What you have to do
In the entries below, find each line with the string "true" and copy it.

[Start of Attachment]

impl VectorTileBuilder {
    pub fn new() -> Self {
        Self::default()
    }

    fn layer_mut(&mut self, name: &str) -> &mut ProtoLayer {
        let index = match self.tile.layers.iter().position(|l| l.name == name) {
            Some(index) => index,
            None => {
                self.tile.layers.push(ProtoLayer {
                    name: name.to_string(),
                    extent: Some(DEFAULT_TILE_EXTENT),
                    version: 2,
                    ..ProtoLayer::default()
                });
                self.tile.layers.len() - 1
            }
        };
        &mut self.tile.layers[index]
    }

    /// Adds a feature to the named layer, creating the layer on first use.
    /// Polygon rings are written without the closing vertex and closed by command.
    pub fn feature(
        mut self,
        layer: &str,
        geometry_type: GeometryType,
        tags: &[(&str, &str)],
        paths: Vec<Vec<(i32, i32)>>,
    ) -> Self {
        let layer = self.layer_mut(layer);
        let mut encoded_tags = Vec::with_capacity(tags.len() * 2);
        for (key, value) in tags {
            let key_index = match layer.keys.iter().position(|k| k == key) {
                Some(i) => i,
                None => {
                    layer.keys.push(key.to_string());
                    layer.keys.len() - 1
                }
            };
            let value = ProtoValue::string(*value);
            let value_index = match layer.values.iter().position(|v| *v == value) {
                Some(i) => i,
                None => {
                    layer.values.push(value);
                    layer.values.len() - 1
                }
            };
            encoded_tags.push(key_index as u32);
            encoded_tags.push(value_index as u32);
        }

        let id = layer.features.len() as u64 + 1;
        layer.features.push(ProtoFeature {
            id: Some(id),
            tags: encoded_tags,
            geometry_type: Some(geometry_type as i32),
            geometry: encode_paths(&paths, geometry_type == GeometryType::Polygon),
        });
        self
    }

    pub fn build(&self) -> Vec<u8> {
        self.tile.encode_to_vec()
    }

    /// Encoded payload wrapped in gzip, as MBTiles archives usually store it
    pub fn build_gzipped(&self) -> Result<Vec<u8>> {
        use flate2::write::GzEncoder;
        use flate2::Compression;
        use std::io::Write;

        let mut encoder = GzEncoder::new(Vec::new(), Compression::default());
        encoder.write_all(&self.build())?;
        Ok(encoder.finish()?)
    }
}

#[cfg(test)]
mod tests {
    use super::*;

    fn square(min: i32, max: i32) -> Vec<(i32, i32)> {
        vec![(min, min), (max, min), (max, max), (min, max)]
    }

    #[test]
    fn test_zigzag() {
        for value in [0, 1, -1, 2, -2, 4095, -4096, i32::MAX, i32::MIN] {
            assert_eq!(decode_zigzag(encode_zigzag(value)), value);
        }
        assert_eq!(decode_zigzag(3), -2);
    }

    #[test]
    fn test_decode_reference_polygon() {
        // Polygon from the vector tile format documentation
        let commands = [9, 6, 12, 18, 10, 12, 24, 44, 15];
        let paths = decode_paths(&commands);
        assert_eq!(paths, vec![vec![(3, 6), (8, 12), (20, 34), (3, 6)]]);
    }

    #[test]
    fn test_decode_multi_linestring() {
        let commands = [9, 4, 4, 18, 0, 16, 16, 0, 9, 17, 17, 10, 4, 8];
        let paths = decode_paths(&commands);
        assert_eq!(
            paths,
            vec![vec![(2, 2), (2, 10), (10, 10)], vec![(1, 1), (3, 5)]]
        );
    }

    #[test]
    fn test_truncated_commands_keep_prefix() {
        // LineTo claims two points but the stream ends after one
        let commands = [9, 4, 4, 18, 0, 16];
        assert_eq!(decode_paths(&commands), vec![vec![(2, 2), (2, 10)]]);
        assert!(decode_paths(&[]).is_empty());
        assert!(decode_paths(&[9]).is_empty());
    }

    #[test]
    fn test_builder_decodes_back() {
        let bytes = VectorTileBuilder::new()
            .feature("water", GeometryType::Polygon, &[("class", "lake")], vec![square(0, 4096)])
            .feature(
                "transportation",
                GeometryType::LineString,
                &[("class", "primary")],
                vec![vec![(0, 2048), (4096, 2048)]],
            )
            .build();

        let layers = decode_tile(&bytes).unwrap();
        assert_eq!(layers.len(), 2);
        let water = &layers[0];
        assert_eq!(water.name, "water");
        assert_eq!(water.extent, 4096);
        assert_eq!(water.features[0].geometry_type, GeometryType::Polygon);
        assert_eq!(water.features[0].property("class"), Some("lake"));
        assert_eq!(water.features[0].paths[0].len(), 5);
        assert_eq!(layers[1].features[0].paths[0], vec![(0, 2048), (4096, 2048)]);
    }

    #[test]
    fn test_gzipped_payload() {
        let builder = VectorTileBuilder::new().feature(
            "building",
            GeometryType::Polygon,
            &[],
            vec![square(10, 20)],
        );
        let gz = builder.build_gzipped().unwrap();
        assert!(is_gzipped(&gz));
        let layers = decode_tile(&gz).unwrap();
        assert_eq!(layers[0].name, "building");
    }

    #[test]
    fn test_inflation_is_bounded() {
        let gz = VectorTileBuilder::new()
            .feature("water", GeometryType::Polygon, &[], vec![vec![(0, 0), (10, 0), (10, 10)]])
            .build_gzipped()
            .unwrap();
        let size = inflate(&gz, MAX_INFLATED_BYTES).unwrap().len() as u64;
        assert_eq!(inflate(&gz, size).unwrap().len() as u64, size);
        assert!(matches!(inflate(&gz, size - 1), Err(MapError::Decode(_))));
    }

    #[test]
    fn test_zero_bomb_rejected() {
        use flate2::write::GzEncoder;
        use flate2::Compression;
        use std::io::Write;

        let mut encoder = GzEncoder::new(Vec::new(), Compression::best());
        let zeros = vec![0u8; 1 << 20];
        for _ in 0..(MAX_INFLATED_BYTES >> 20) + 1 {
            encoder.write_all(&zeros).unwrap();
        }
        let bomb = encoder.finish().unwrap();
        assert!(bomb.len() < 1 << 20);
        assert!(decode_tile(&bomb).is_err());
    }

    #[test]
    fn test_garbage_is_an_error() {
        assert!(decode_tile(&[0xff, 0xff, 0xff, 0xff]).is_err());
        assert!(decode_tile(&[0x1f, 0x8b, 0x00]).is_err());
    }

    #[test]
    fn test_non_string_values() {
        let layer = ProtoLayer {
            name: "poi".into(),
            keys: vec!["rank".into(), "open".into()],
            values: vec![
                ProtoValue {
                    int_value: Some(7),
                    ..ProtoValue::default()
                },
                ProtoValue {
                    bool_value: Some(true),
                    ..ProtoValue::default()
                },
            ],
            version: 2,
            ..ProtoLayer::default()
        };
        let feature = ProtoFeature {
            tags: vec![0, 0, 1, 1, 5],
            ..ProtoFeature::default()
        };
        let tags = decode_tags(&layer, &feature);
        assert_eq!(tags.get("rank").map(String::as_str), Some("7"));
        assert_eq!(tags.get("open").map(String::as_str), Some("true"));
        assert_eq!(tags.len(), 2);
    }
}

[End of Attachment]
[Start of Attachment]

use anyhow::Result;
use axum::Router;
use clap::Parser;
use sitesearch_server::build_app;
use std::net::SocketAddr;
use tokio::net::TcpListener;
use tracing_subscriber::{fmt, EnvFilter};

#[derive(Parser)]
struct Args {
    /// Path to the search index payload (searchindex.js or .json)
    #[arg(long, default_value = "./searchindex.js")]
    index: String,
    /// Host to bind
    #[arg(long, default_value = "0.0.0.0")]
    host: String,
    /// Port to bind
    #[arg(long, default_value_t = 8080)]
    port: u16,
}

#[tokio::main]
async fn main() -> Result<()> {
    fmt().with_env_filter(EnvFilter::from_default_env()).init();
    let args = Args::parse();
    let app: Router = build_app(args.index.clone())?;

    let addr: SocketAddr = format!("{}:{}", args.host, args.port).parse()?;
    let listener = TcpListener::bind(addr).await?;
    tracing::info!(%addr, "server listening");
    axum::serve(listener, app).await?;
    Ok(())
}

[End of Attachment]

Written solution
                    bool_value: Some(true),
        assert_eq!(tags.get("open").map(String::as_str), Some("true"));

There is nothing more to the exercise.